Premièrement, reliez les intrants à leur véritable origine, et non à leur facture. Votre fournisseur de puces électroniques ne constitue pas votre exposition ; c’est l’hélium situé deux niveaux en amont qui en est la source. Deuxièmement, recherchez les causes profondes communes à des postes apparemment sans rapport : lorsque la même zone géographique se cache derrière votre coût énergétique, votre demande de consommation liée à l’alimentation et votre approvisionnement en électronique, vous n’êtes pas diversifié, vous êtes concentré d’une manière que votre feuille de calcul masque.
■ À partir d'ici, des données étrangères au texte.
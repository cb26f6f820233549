//! End-to-end tests for the ledger's core guarantees
//!
//! These tests drive the public API only: money conservation, overdraft
//! protection, ledger completeness, race handling on loans, and the
//! all-or-nothing commit of transfers.

use chrono::Utc;
use ledgerbank::{
    write_statement_csv, AccountId, EmiStatus, InvestmentBook, LedgerError, LedgerStore,
    LoanApplication, LoanBook, LoanStatus, NewAccount, NewInvestment, PaymentMethod,
    TransferEngine,
};
use rstest::rstest;
use rust_decimal::Decimal;
use std::str::FromStr;
use std::sync::Arc;
use std::thread;

fn dec(s: &str) -> Decimal {
    Decimal::from_str(s).unwrap()
}

fn engine_with_accounts(count: usize) -> (TransferEngine, Vec<AccountId>) {
    let store = Arc::new(LedgerStore::new());
    let engine = TransferEngine::new(store);
    let accounts = (0..count)
        .map(|i| {
            engine
                .store()
                .open_account(
                    NewAccount {
                        holder_name: format!("Holder {i}"),
                        ifsc_code: "LEDG0000001".to_string(),
                        ..NewAccount::default()
                    },
                    Utc::now(),
                )
                .unwrap()
                .id
        })
        .collect();
    (engine, accounts)
}

fn disbursed_loan(book: &LoanBook, account: AccountId) -> u64 {
    let loan = book
        .apply(
            LoanApplication {
                account,
                principal: dec("100000"),
                interest_rate: dec("12"),
                tenure_months: 12,
            },
            Utc::now(),
        )
        .unwrap();
    book.approve(loan.id, Utc::now()).unwrap();
    book.disburse(loan.id, Utc::now()).unwrap();
    loan.id
}

/// Internal transfers move money around but never create or destroy it.
#[test]
fn concurrent_transfers_conserve_total_money() {
    let (engine, accounts) = engine_with_accounts(3);
    for &account in &accounts {
        engine
            .deposit(account, dec("1000.00"), "seed", None, Utc::now())
            .unwrap();
    }

    let mut handles = Vec::new();
    for worker in 0..6u32 {
        let engine = engine.clone();
        let accounts = accounts.clone();
        handles.push(thread::spawn(move || {
            for step in 0..100u32 {
                let from = accounts[(worker as usize + step as usize) % 3];
                let to = accounts[(worker as usize + step as usize + 1) % 3];
                let reference = format!("MIX-{worker}-{step}");
                let _ = engine.transfer(
                    from,
                    to,
                    dec("7.00"),
                    "shuffle",
                    Some(&reference),
                    Utc::now(),
                );
            }
        }));
    }
    for handle in handles {
        handle.join().unwrap();
    }

    let total: Decimal = accounts
        .iter()
        .map(|&account| engine.store().account(account).unwrap().balance)
        .sum();
    assert_eq!(total, dec("3000.00"));
}

/// Concurrent withdrawals can never overdraw an account.
#[test]
fn concurrent_withdrawals_never_go_negative() {
    let (engine, accounts) = engine_with_accounts(1);
    let account = accounts[0];
    engine
        .deposit(account, dec("100.00"), "seed", None, Utc::now())
        .unwrap();

    let mut handles = Vec::new();
    for _ in 0..8 {
        let engine = engine.clone();
        handles.push(thread::spawn(move || {
            let mut successes = 0u32;
            for _ in 0..5 {
                if engine
                    .withdraw(account, dec("30.00"), "grab", None, Utc::now())
                    .is_ok()
                {
                    successes += 1;
                }
            }
            successes
        }));
    }
    let successes: u32 = handles.into_iter().map(|h| h.join().unwrap()).sum();

    let balance = engine.store().account(account).unwrap().balance;
    assert!(balance >= Decimal::ZERO);
    assert_eq!(balance, dec("100.00") - dec("30.00") * Decimal::from(successes));
    // at most 3 grabs of 30.00 fit into 100.00
    assert!(successes <= 3);
}

/// Every successful balance change is on the ledger, and replaying the
/// ledger reproduces each account's balance.
#[test]
fn ledger_replays_to_the_live_balances() {
    let (engine, accounts) = engine_with_accounts(2);
    let (a, b) = (accounts[0], accounts[1]);
    engine
        .deposit(a, dec("500.00"), "salary", None, Utc::now())
        .unwrap();
    engine
        .transfer(a, b, dec("120.00"), "rent", Some("RENT-1"), Utc::now())
        .unwrap();
    engine
        .withdraw(b, dec("20.00"), "cash", None, Utc::now())
        .unwrap();
    // a declined debit appends nothing to the ledger
    let declined = engine.withdraw(b, dec("900.00"), "too much", None, Utc::now());
    assert!(matches!(declined, Err(LedgerError::InsufficientFunds { .. })));
    let after_decline = engine.store().statement(b, None, None).unwrap();
    assert_eq!(after_decline.entries.len(), 2);

    for &account in &accounts {
        let statement = engine.store().statement(account, None, None).unwrap();
        let mut replayed = Decimal::ZERO;
        for entry in &statement.entries {
            if entry.is_credit() {
                replayed += entry.amount;
            } else {
                replayed -= entry.amount;
            }
            assert_eq!(entry.balance_after, replayed);
        }
        assert_eq!(replayed, engine.store().account(account).unwrap().balance);
        assert_eq!(
            statement.total_credits - statement.total_debits,
            statement.closing_balance
        );
    }
}

/// Two callers racing for the same EMI: exactly one debit happens.
#[test]
fn emi_race_has_exactly_one_winner() {
    let (engine, accounts) = engine_with_accounts(1);
    let account = accounts[0];
    let book = Arc::new(LoanBook::new(engine.clone()));
    let loan = disbursed_loan(&book, account);

    let next = book.next_due_emi(loan).unwrap().unwrap();
    let mut handles = Vec::new();
    for _ in 0..2 {
        let book = Arc::clone(&book);
        let emi_number = next.emi_number;
        handles.push(thread::spawn(move || {
            book.pay_emi(loan, emi_number, PaymentMethod::Manual, Utc::now())
        }));
    }
    let outcomes: Vec<_> = handles.into_iter().map(|h| h.join().unwrap()).collect();

    let wins = outcomes.iter().filter(|o| o.is_ok()).count();
    assert_eq!(wins, 1);
    let loss = outcomes.iter().find(|o| o.is_err()).unwrap();
    assert_eq!(
        loss.clone().unwrap_err(),
        LedgerError::AlreadyPaid {
            loan,
            emi_number: next.emi_number
        }
    );
    // debited exactly once
    assert_eq!(
        engine.store().account(account).unwrap().balance,
        dec("100000") - dec("8884.88")
    );
}

/// Preclosure racing a manual EMI payment settles every instalment
/// exactly once; the account ends at the same balance either way.
#[test]
fn preclosure_race_never_double_settles() {
    let (engine, accounts) = engine_with_accounts(1);
    let account = accounts[0];
    engine
        .deposit(account, dec("20000.00"), "buffer", None, Utc::now())
        .unwrap();
    let book = Arc::new(LoanBook::new(engine.clone()));
    let loan = disbursed_loan(&book, account);

    let preclose = {
        let book = Arc::clone(&book);
        thread::spawn(move || book.preclose(loan, Utc::now()))
    };
    let pay = {
        let book = Arc::clone(&book);
        thread::spawn(move || book.pay_emi(loan, 1, PaymentMethod::Manual, Utc::now()))
    };
    let preclose_outcome = preclose.join().unwrap();
    let pay_outcome = pay.join().unwrap();

    assert!(preclose_outcome.is_ok());
    // the manual payment either won the lock first or lost gracefully
    if let Err(error) = pay_outcome {
        assert!(matches!(
            error,
            LedgerError::AlreadyPaid { .. } | LedgerError::AlreadyClosed { .. }
        ));
    }

    let closed = book.loan(loan).unwrap();
    assert_eq!(closed.status, LoanStatus::Closed);
    assert_eq!(closed.remaining_balance, Decimal::ZERO);
    assert!(book
        .schedule(loan)
        .unwrap()
        .iter()
        .all(|emi| emi.status == EmiStatus::Paid));

    // seed + principal - emi * 12, regardless of interleaving
    let expected = dec("20000.00") + dec("100000") - dec("8884.88") * Decimal::from(12);
    assert_eq!(engine.store().account(account).unwrap().balance, expected);
}

/// The instalment formula, checked against hand-computed schedules.
#[rstest]
#[case::standard("100000", "12", 12, "8884.88")]
#[case::zero_rate("12000", "0", 12, "1000.00")]
#[case::long_tenure("500000", "10.5", 60, "10746.95")]
fn emi_formula_matches_amortization(
    #[case] principal: &str,
    #[case] rate: &str,
    #[case] tenure: u32,
    #[case] expected: &str,
) {
    let (engine, accounts) = engine_with_accounts(1);
    let book = LoanBook::new(engine);
    let loan = book
        .apply(
            LoanApplication {
                account: accounts[0],
                principal: dec(principal),
                interest_rate: dec(rate),
                tenure_months: tenure,
            },
            Utc::now(),
        )
        .unwrap();
    assert_eq!(loan.monthly_emi, dec(expected));
}

/// An account can never transfer to itself.
#[test]
fn self_transfer_is_rejected_before_any_locking() {
    let (engine, accounts) = engine_with_accounts(1);
    let account = accounts[0];
    engine
        .deposit(account, dec("100.00"), "seed", None, Utc::now())
        .unwrap();
    assert_eq!(
        engine.transfer(account, account, dec("10.00"), "loop", None, Utc::now()),
        Err(LedgerError::SelfTransfer { account })
    );
    let statement = engine.store().statement(account, None, None).unwrap();
    assert_eq!(statement.entries.len(), 1);
}

/// A transfer that fails at commit leaves both balances untouched.
#[test]
fn failed_commit_rolls_back_both_sides() {
    let (engine, accounts) = engine_with_accounts(2);
    let (a, b) = (accounts[0], accounts[1]);
    engine
        .deposit(a, dec("100.00"), "seed", None, Utc::now())
        .unwrap();
    engine
        .transfer(a, b, dec("25.00"), "first", Some("PAY-42"), Utc::now())
        .unwrap();

    // replay with the spent reference: validation passes, commit fails
    let replay = engine.transfer(a, b, dec("25.00"), "replay", Some("PAY-42"), Utc::now());
    assert_eq!(replay, Err(LedgerError::duplicate_reference("PAY-42")));
    assert_eq!(engine.store().account(a).unwrap().balance, dec("75.00"));
    assert_eq!(engine.store().account(b).unwrap().balance, dec("25.00"));

    // the failed replay wrote nothing to the ledger
    let statement = engine.store().statement(a, None, None).unwrap();
    assert_eq!(statement.entries.len(), 2);
}

/// Investments and loans both ride on the engine, so a mixed workload
/// still replays cleanly and exports a statement.
#[test]
fn mixed_workload_exports_a_consistent_statement() {
    let (engine, accounts) = engine_with_accounts(1);
    let account = accounts[0];
    engine
        .deposit(account, dec("50000.00"), "opening", None, Utc::now())
        .unwrap();

    let investments = InvestmentBook::new(engine.clone());
    let position = investments
        .open(
            NewInvestment {
                account,
                name: "Index Fund".to_string(),
                principal: dec("10000"),
                expected_return_rate: dec("8"),
                maturity_date: None,
            },
            Utc::now(),
        )
        .unwrap();
    investments
        .record_dividend(position.id, dec("250"), Utc::now())
        .unwrap();
    investments
        .withdraw(position.id, dec("4000"), Utc::now())
        .unwrap();

    let statement = engine.store().statement(account, None, None).unwrap();
    assert_eq!(
        statement.closing_balance,
        dec("50000.00") - dec("10000") + dec("250") + dec("4000")
    );

    let file = tempfile::NamedTempFile::new().unwrap();
    {
        let mut handle = file.reopen().unwrap();
        write_statement_csv(&statement, &mut handle).unwrap();
    }
    let text = std::fs::read_to_string(file.path()).unwrap();
    let mut lines = text.lines();
    assert_eq!(
        lines.next().unwrap(),
        "timestamp,type,description,reference,debit,credit,balance"
    );
    // opening deposit, buy, dividend, sell
    assert_eq!(lines.count(), 4);
    assert!(text.contains("Investment in Index Fund"));
    assert!(text.contains("Dividend from Index Fund"));
}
Troisièmement, demandez-vous où se produit l’effet cumulatif : laquelle de vos contreparties, de vos clients ou de vos expositions souveraines absorbe les trois chocs à la fois. Cette entité est votre véritable point de défaillance, et elle n’apparaît presque jamais sur votre tableau de bord.
Ce qu’il faut faire maintenant, ce n’est pas spéculer sur l’actualité pétrolière. Il s’agit de vérifier l’hypothèse de continuité des points d’étranglement dans votre portefeuille avant que la corrélation n’atteigne un. Dans un choc multiplicatif, l’avantage ne revient pas à celui qui réagit le plus vite. Il revient à celui qui a cartographié l’exposition de second ordre alors que tous les autres en étaient encore à évaluer la première.